Where a line of the listing below includes the word "beta", reproduce that line.

------ Supplied records ------

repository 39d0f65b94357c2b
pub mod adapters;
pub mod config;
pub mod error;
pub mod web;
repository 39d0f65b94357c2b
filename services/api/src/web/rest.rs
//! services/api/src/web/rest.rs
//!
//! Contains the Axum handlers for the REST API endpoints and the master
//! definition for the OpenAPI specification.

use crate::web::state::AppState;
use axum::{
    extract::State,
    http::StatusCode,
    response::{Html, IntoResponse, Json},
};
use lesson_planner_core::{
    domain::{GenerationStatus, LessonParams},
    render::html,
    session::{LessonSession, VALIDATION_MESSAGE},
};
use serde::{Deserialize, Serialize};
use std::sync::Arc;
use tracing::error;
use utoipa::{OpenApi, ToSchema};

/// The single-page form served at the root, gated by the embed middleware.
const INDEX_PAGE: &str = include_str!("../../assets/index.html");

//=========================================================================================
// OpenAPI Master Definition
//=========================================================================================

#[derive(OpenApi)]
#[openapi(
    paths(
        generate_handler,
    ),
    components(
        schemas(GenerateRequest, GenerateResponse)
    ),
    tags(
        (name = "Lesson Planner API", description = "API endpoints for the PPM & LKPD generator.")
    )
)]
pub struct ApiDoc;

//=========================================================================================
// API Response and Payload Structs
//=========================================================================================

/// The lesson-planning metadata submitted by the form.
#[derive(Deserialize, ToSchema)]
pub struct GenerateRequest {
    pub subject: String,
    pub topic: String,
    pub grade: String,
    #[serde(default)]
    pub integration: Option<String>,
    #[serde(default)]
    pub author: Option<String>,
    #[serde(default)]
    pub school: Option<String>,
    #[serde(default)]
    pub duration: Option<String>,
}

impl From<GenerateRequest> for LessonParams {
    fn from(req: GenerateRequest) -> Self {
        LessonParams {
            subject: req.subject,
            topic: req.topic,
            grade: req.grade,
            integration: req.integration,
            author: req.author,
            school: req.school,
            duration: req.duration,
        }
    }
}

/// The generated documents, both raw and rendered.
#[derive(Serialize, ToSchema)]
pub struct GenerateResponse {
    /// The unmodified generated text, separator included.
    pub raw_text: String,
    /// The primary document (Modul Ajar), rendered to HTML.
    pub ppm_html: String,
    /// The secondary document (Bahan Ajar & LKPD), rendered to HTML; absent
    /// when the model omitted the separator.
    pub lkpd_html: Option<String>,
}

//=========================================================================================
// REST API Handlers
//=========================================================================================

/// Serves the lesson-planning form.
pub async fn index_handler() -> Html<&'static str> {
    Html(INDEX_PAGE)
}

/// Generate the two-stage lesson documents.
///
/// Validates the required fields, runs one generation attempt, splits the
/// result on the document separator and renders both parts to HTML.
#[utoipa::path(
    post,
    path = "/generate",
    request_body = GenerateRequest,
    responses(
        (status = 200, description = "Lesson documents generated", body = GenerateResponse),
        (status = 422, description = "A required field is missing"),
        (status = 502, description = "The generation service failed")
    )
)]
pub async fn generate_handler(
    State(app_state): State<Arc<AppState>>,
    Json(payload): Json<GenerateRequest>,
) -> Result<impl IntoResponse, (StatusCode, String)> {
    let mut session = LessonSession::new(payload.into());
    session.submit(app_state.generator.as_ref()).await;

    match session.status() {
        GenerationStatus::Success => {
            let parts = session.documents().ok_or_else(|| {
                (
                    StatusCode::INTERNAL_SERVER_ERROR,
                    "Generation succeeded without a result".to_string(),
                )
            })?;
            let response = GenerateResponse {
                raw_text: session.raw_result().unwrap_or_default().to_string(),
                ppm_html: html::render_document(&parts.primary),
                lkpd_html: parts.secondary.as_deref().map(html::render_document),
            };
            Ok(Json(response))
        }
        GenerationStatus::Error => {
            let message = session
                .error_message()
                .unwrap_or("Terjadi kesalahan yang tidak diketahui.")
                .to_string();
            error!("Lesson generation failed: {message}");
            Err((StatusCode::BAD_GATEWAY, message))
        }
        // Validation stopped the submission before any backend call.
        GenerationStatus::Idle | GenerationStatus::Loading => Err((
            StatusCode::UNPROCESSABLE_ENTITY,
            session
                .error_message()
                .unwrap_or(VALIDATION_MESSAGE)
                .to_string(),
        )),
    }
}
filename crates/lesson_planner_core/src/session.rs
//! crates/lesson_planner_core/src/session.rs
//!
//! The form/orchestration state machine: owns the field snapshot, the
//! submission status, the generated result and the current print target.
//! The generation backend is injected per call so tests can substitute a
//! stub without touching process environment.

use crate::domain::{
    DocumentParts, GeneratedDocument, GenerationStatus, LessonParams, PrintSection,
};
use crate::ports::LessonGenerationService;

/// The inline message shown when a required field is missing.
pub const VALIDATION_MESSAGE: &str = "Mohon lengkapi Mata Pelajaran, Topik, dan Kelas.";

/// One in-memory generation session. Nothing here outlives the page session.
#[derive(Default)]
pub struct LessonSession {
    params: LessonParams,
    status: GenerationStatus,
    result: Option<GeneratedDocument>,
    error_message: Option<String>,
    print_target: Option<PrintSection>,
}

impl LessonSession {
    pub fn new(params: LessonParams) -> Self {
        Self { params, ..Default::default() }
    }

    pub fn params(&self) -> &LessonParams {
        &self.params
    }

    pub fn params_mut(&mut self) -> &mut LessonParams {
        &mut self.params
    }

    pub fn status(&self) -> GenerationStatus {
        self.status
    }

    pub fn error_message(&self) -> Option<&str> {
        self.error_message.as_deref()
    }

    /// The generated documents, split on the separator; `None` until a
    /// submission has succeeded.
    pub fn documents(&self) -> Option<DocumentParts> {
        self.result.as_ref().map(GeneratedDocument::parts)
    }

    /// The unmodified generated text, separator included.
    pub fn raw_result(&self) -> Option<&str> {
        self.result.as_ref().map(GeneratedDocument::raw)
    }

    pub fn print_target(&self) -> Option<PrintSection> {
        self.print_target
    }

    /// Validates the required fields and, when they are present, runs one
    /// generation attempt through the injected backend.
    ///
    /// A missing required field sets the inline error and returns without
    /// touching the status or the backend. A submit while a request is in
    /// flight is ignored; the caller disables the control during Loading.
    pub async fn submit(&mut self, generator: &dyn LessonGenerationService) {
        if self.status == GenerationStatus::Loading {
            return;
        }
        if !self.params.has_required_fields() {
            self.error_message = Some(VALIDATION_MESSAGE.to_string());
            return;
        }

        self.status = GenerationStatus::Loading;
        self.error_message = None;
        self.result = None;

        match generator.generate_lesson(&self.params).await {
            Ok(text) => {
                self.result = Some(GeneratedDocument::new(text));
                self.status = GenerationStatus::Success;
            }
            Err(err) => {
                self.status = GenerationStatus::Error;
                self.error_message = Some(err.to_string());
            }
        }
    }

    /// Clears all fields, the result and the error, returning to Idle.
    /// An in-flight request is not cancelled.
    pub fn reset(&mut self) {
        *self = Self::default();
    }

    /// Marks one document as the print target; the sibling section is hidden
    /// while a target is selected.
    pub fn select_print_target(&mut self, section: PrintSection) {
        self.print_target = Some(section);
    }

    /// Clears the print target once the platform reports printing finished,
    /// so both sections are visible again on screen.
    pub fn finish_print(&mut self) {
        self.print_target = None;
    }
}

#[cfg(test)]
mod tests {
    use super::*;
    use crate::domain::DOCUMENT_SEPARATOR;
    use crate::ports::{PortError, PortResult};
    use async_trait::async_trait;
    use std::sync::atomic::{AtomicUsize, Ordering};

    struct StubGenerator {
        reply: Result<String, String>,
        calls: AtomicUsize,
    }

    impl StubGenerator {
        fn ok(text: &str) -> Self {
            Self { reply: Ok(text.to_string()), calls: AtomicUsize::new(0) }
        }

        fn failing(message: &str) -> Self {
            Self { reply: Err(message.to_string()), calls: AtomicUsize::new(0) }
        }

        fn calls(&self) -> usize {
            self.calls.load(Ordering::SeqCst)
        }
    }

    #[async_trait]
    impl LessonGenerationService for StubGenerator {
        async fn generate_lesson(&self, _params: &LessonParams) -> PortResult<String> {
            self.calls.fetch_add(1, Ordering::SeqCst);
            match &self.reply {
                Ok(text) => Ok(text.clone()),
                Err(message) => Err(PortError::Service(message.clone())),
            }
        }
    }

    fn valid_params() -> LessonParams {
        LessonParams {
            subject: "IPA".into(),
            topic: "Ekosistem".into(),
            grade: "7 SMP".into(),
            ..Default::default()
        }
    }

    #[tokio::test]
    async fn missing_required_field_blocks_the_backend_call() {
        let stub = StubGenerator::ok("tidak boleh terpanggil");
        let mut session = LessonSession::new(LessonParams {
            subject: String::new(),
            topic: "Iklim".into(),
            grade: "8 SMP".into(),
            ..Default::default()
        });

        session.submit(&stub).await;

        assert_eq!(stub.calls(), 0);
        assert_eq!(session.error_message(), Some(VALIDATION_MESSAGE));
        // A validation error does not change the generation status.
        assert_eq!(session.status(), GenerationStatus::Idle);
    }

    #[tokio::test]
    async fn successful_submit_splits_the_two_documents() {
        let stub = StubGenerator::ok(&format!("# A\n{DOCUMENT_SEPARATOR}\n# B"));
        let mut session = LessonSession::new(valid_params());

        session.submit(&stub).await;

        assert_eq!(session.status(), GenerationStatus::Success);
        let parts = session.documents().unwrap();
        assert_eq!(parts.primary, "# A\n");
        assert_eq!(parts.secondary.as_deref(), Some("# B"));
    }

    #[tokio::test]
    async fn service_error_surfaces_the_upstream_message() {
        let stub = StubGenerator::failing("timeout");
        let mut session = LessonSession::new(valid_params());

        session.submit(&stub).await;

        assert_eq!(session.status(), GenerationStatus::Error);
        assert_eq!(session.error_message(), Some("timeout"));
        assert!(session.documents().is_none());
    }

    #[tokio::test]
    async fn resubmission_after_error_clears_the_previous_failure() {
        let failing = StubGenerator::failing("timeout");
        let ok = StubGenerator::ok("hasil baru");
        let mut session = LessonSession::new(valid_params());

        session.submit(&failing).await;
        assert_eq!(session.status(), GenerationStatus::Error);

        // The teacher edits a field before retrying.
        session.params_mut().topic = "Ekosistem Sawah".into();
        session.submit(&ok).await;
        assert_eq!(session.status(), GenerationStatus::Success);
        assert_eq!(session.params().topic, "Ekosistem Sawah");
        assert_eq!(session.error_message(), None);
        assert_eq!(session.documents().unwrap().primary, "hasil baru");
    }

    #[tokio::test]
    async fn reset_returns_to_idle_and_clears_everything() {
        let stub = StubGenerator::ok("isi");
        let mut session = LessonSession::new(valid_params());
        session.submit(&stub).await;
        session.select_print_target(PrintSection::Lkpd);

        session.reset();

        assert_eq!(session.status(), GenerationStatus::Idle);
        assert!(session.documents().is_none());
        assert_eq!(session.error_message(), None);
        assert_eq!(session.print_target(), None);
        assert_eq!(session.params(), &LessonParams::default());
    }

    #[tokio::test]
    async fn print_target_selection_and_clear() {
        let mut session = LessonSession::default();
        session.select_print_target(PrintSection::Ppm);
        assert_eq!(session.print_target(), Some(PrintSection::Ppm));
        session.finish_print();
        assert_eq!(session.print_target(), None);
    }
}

------
------ Supplied records ------

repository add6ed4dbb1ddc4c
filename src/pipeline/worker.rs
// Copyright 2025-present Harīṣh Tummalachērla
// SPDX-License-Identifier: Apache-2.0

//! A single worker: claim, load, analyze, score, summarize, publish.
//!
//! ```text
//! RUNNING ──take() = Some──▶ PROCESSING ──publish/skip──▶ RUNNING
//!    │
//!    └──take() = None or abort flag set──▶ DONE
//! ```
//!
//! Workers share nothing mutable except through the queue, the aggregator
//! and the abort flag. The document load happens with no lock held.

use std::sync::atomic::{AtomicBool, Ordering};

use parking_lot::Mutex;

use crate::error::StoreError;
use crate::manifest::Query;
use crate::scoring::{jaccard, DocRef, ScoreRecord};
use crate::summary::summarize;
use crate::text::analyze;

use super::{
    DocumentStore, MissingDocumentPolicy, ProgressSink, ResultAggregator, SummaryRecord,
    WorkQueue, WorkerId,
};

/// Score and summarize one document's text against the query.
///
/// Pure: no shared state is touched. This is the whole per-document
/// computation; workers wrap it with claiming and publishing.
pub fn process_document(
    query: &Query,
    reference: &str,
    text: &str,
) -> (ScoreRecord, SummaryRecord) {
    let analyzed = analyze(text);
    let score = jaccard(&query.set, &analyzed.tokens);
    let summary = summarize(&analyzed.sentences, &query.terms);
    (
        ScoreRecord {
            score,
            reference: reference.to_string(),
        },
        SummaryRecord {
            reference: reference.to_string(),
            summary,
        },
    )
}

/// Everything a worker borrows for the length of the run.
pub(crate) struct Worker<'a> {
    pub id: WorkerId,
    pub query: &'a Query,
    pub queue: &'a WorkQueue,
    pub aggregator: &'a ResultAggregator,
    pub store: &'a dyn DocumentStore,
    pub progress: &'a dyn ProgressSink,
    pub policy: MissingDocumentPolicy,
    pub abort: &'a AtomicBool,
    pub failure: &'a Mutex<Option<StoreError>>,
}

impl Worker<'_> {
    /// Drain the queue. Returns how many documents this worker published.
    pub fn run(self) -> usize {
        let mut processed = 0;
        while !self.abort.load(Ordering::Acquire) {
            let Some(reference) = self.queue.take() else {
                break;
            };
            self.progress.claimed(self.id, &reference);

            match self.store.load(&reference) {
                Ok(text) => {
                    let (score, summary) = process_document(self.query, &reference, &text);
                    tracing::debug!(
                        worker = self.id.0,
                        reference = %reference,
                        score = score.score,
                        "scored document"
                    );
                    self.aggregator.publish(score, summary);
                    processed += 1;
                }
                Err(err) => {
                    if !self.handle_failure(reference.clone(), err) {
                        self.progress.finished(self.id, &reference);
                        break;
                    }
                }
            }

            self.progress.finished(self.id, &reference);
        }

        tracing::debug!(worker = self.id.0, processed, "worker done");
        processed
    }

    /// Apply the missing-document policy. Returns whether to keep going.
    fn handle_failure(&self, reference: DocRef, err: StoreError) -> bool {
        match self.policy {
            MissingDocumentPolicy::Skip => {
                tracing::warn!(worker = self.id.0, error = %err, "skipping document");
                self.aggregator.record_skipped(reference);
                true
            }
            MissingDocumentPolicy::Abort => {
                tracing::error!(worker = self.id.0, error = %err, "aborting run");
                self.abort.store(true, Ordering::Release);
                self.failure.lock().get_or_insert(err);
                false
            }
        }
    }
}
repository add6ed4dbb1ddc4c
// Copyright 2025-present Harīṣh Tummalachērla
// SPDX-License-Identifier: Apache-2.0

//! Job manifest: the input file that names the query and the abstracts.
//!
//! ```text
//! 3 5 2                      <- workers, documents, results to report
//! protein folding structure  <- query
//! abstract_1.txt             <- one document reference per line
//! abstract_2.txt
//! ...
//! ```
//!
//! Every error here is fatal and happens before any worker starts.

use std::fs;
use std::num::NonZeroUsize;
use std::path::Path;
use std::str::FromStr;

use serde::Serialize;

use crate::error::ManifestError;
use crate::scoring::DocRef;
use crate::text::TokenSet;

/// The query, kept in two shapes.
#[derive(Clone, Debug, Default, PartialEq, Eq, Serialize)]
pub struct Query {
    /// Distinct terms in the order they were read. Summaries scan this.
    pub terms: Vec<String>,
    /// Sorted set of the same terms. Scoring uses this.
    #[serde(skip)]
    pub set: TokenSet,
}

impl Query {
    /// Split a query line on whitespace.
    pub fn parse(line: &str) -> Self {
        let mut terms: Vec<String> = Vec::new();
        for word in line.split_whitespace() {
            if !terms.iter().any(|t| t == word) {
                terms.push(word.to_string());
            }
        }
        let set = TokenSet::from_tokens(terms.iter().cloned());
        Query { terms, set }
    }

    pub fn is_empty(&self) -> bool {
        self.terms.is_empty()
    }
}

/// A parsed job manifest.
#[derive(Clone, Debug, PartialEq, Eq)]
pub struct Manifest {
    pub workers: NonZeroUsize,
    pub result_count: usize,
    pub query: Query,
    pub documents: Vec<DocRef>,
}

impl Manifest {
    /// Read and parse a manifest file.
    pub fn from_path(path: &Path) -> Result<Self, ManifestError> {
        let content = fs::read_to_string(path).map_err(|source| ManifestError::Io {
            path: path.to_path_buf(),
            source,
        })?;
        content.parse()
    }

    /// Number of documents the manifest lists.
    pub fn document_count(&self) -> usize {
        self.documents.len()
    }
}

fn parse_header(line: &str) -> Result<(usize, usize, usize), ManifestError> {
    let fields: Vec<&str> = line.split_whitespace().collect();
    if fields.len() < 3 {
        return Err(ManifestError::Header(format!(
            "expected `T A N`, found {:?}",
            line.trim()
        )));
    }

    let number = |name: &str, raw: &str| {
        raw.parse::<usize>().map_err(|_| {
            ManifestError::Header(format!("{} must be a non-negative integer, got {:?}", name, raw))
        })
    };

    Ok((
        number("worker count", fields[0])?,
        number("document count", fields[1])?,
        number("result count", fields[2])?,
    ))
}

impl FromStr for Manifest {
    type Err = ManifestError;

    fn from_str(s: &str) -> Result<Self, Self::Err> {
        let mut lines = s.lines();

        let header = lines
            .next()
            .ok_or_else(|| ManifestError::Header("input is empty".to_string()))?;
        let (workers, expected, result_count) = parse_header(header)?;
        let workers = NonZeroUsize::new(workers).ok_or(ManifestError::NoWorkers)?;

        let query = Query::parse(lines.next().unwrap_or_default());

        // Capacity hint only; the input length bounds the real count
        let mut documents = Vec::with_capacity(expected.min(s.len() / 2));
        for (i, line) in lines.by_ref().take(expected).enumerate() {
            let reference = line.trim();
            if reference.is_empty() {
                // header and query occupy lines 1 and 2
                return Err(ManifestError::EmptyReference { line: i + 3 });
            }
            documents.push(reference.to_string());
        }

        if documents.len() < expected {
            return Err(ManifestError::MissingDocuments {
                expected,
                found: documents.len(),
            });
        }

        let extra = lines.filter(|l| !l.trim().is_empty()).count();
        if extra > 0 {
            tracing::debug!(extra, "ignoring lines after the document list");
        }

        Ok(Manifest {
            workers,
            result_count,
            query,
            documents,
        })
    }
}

------
------ Supplied records ------

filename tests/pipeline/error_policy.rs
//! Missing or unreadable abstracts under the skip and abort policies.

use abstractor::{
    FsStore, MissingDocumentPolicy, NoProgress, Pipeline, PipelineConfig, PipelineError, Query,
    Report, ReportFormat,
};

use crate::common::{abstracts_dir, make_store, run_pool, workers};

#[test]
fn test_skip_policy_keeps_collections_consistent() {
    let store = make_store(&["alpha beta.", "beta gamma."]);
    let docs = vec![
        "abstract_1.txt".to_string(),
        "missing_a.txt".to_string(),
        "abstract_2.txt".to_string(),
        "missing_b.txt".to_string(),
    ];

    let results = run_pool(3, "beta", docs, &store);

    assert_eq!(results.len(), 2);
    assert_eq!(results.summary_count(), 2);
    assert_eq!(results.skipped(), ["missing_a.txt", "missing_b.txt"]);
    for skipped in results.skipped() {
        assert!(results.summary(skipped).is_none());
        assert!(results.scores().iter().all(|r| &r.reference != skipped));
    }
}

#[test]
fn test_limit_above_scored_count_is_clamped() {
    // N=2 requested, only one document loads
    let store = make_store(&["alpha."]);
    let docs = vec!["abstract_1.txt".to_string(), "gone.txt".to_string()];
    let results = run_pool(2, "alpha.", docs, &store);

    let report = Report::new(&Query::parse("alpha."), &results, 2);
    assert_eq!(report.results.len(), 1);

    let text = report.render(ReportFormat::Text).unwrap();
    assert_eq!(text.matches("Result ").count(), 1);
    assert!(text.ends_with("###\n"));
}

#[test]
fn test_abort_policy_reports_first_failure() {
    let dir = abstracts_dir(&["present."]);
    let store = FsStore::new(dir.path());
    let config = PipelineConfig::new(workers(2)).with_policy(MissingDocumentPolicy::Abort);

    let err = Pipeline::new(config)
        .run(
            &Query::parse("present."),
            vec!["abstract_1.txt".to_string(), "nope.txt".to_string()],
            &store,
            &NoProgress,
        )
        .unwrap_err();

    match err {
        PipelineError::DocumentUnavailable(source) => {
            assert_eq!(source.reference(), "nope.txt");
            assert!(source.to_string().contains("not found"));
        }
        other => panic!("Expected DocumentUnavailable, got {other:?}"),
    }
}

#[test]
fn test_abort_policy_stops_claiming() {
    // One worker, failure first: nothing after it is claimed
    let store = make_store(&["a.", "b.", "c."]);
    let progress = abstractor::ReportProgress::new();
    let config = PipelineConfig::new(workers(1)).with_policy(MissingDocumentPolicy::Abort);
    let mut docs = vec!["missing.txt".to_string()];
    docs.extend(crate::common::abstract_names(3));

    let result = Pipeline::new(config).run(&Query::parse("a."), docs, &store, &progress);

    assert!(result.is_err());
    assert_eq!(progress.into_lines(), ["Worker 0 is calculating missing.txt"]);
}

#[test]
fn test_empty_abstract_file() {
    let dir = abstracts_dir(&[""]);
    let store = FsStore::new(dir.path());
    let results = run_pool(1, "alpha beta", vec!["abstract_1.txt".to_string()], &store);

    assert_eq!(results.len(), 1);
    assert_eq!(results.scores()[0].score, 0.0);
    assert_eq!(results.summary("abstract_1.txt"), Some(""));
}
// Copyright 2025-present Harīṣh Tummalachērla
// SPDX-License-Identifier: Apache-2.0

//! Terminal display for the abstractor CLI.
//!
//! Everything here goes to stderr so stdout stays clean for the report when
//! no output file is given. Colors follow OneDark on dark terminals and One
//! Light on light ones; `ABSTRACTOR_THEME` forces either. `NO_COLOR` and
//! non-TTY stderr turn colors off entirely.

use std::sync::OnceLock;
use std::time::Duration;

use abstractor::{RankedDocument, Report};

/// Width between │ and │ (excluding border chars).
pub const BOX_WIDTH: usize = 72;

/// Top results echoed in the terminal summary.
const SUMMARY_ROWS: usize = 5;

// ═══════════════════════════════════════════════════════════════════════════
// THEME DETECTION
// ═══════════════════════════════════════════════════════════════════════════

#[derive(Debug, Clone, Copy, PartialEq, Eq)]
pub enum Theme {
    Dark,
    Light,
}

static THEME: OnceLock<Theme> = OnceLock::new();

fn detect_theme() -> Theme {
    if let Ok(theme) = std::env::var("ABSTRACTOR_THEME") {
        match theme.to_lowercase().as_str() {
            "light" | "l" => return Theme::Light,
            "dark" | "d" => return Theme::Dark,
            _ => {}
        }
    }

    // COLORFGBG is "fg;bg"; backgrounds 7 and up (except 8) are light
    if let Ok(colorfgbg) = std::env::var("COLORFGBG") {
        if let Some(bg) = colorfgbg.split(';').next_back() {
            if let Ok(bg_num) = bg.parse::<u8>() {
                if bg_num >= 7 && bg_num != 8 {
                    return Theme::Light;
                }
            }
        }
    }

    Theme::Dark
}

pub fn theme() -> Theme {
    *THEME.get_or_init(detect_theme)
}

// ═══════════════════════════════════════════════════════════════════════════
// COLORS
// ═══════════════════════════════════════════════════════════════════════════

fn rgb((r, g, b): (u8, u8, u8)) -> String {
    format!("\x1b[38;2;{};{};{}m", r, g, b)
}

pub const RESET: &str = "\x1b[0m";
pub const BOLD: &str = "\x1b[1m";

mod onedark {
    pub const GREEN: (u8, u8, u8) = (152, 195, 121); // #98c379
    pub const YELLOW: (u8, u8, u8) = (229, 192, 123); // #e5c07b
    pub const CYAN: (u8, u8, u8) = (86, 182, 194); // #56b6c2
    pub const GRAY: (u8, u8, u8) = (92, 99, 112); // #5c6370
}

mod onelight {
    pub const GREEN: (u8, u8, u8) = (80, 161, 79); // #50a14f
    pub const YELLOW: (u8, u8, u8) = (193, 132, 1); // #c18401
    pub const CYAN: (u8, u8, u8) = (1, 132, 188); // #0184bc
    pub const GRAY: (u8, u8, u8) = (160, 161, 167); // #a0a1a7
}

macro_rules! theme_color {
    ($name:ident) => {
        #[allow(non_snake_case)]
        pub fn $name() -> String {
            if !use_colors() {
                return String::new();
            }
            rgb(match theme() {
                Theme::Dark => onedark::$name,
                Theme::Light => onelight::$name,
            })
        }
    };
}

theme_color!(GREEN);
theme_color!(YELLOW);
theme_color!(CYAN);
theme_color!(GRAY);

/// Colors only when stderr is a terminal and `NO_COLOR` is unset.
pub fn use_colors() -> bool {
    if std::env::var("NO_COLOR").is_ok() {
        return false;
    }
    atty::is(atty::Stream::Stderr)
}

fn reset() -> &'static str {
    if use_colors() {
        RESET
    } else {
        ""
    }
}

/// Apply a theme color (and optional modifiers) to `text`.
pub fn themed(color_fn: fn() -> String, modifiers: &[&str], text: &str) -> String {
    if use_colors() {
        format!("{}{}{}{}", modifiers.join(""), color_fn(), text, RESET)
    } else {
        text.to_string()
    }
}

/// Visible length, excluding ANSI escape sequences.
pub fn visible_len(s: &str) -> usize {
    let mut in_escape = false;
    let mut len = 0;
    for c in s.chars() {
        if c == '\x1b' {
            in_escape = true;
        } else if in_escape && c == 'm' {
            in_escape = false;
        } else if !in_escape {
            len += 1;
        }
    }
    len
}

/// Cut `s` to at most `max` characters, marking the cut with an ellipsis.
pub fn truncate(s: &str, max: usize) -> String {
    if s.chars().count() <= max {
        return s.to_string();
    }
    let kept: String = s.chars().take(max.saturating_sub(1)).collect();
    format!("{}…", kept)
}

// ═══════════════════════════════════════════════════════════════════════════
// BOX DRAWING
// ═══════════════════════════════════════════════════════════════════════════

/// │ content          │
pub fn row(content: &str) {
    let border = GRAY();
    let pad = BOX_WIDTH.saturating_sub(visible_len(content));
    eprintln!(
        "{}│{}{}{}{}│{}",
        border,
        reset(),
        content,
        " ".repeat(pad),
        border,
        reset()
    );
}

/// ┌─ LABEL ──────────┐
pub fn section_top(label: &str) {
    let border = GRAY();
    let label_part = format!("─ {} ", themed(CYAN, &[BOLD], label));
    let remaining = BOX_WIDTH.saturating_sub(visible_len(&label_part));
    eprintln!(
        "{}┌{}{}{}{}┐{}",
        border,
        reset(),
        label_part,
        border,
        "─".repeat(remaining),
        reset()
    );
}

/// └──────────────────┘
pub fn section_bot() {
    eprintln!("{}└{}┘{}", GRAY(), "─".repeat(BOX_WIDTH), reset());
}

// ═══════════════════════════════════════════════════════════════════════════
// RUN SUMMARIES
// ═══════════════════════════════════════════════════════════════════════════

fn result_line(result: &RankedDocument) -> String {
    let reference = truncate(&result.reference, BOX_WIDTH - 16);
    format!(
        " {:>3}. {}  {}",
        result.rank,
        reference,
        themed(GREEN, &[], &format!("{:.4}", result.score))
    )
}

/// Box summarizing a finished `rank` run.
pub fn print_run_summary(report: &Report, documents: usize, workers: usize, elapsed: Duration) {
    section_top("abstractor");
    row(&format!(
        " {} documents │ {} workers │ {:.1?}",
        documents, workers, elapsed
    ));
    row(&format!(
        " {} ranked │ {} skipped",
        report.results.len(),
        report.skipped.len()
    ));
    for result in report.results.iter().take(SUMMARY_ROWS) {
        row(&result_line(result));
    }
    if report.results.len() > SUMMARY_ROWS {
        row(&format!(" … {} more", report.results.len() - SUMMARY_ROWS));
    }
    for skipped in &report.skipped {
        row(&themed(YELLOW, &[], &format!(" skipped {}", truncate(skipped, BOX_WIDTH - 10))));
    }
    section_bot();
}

------

- _Solution to this task_
    let store = make_store(&["alpha beta.", "beta gamma."]);
    let results = run_pool(3, "beta", docs, &store);
    let results = run_pool(1, "alpha beta", vec!["abstract_1.txt".to_string()], &store);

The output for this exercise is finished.